◆ ASSIGNED TASK ◆
Your job is to copy every line in the material containing the word "ModalityConfidences".

#### TASK INPUT ####

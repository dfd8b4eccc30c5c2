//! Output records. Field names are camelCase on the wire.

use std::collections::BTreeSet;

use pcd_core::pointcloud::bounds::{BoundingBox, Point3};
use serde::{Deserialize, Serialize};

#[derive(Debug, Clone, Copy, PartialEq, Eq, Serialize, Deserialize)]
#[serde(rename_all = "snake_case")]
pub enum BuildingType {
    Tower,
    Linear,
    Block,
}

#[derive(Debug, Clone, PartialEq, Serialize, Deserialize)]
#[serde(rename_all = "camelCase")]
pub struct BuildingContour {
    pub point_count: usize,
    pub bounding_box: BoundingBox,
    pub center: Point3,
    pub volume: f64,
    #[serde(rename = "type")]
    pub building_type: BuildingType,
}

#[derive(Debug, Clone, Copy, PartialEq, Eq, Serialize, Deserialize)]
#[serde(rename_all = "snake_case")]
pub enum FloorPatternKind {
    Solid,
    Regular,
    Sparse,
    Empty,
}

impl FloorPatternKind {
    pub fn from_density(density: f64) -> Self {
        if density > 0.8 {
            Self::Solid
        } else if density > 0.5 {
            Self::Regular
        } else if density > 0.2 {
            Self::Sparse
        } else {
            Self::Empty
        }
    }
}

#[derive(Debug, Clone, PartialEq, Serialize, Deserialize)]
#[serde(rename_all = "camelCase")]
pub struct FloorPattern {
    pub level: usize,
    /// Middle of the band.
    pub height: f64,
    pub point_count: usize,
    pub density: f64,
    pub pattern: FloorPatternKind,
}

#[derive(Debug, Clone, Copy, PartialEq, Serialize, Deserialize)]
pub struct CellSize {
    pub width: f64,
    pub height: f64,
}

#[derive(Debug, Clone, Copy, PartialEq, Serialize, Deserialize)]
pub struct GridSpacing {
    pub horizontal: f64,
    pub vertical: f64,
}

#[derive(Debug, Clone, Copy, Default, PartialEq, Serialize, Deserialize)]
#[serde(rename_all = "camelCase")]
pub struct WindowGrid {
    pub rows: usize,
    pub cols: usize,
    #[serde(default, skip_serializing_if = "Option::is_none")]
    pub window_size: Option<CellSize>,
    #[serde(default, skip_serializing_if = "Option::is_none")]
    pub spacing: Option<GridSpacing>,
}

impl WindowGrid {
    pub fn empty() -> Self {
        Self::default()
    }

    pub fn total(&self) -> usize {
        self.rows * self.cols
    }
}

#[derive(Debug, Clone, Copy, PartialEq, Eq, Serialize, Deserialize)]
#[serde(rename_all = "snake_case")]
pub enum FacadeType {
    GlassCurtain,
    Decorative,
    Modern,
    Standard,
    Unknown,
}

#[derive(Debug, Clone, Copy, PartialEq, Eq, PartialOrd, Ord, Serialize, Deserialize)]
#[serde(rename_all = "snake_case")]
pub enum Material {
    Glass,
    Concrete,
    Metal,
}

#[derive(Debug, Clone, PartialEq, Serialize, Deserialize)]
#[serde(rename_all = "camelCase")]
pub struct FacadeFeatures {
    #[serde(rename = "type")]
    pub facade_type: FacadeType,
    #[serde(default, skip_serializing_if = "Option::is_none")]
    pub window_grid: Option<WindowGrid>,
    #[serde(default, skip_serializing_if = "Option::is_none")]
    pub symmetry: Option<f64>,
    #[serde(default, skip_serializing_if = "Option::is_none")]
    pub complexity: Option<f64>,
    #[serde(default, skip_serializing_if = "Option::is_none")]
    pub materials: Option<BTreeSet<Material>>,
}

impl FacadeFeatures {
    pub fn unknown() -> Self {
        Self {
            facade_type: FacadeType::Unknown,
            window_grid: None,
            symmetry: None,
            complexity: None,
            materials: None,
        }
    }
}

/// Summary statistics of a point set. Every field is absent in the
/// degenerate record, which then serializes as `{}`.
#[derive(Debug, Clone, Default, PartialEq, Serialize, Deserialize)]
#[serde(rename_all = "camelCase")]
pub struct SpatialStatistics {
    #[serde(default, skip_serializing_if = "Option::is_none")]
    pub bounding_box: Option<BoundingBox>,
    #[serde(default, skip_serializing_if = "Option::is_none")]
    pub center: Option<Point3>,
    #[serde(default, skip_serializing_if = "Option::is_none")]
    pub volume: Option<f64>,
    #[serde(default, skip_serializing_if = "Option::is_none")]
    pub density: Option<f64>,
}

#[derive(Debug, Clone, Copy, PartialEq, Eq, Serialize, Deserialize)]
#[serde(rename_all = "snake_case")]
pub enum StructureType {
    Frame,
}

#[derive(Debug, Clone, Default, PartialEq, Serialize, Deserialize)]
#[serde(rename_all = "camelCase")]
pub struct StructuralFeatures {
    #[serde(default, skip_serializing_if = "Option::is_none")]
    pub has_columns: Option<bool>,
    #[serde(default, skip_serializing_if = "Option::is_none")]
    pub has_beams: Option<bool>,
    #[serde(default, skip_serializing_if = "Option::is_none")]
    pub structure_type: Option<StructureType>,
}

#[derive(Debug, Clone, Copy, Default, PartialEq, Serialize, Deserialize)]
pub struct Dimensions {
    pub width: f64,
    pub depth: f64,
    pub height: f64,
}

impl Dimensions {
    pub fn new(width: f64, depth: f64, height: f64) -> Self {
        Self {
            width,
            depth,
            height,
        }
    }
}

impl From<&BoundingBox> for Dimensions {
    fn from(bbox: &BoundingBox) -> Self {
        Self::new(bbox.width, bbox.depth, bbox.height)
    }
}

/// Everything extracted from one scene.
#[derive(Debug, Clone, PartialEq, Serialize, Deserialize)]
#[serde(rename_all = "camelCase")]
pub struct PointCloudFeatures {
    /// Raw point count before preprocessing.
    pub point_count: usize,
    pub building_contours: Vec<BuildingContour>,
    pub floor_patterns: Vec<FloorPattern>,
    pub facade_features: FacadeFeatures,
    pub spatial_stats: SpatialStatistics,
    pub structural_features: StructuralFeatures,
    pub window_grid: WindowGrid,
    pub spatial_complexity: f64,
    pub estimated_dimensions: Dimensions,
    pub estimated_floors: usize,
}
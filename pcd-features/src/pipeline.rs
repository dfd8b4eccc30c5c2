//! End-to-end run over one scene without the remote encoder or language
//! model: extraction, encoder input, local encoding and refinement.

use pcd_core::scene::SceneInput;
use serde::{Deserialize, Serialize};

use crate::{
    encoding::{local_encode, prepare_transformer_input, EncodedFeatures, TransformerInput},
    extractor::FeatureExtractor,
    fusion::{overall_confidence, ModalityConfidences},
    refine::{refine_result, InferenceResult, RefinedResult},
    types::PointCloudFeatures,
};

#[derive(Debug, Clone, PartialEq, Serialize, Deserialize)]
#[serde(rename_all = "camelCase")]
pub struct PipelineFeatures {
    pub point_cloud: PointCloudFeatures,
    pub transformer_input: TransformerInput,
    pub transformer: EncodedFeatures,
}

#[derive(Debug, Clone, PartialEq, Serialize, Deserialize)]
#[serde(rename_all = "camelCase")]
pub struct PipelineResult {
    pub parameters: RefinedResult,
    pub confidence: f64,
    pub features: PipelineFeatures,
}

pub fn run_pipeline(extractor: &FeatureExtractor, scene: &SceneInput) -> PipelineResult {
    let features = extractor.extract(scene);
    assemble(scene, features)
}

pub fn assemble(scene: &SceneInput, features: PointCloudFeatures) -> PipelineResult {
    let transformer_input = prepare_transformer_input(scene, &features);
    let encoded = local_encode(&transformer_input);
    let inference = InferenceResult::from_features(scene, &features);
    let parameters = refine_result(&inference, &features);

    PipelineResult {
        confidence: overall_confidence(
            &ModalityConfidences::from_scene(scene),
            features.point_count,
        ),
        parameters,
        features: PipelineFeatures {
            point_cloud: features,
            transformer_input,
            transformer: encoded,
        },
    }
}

####

◆ WRITTEN RESPONSE ◆
    fusion::{overall_confidence, ModalityConfidences},
            &ModalityConfidences::from_scene(scene),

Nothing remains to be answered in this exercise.